REQUIREMENT:
Each record must reappear in the answer exactly as it is written.

DATASET RECORDS:
Segment Open

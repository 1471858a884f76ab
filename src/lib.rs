//! Catlog - category-aware file logging
//!
//! Every message is timestamped, printed to the console in a color matching
//! its severity, appended to one unified default file and to a file of its
//! own category. Files that grow past a size limit are rolled over to
//! `<category>.log.<index>`.
//!
//! # Architecture
//!
//! - **Domain Layer** (`domain`): severities, configuration, records and errors
//! - **Service Layer** (`services`): the dispatcher facade and listener fan-out
//! - **Infrastructure Layer** (`infrastructure`): category files, rollover,
//!   console colors, config loading and the `tracing` bridge
//!
//! # Example
//!
//! ```no_run
//! use catlog::{LogDispatcher, Severity};
//!
//! let dispatcher = LogDispatcher::new();
//! dispatcher.init("/tmp/logs", "app").expect("log directory must be writable");
//!
//! // Appended to /tmp/logs/app.log and /tmp/logs/net.log
//! dispatcher
//!     .handle_message(Severity::Warning, "net", None, "connection lost")
//!     .expect("out of memory");
//! ```

pub mod domain;
pub mod infrastructure;
pub mod services;

// Re-export commonly used types for convenience
pub use domain::errors::{LogError, LogResult};
pub use domain::models::{Config, ConsoleColor, LogEvent, Severity, SourceLocation};
pub use infrastructure::config::{ConfigError, ConfigLoader};
pub use infrastructure::logging::bridge;
pub use infrastructure::logging::{next_rollover_index, rollover_path, CategoryLayer};
pub use services::LogDispatcher;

Segment Closed

WRITTEN RESPONSE:
repository 1471858a884f76ab
filename src/lib.rs
//! Catlog - category-aware file logging
//!
//! Every message is timestamped, printed to the console in a color matching
//! its severity, appended to one unified default file and to a file of its
//! own category. Files that grow past a size limit are rolled over to
//! `<category>.log.<index>`.
//!
//! # Architecture
//!
//! - **Domain Layer** (`domain`): severities, configuration, records and errors
//! - **Service Layer** (`services`): the dispatcher facade and listener fan-out
//! - **Infrastructure Layer** (`infrastructure`): category files, rollover,
//!   console colors, config loading and the `tracing` bridge
//!
//! # Example
//!
//! ```no_run
//! use catlog::{LogDispatcher, Severity};
//!
//! let dispatcher = LogDispatcher::new();
//! dispatcher.init("/tmp/logs", "app").expect("log directory must be writable");
//!
//! // Appended to /tmp/logs/app.log and /tmp/logs/net.log
//! dispatcher
//!     .handle_message(Severity::Warning, "net", None, "connection lost")
//!     .expect("out of memory");
//! ```

pub mod domain;
pub mod infrastructure;
pub mod services;

// Re-export commonly used types for convenience
pub use domain::errors::{LogError, LogResult};
pub use domain::models::{Config, ConsoleColor, LogEvent, Severity, SourceLocation};
pub use infrastructure::config::{ConfigError, ConfigLoader};
pub use infrastructure::logging::bridge;
pub use infrastructure::logging::{next_rollover_index, rollover_path, CategoryLayer};
pub use services::LogDispatcher;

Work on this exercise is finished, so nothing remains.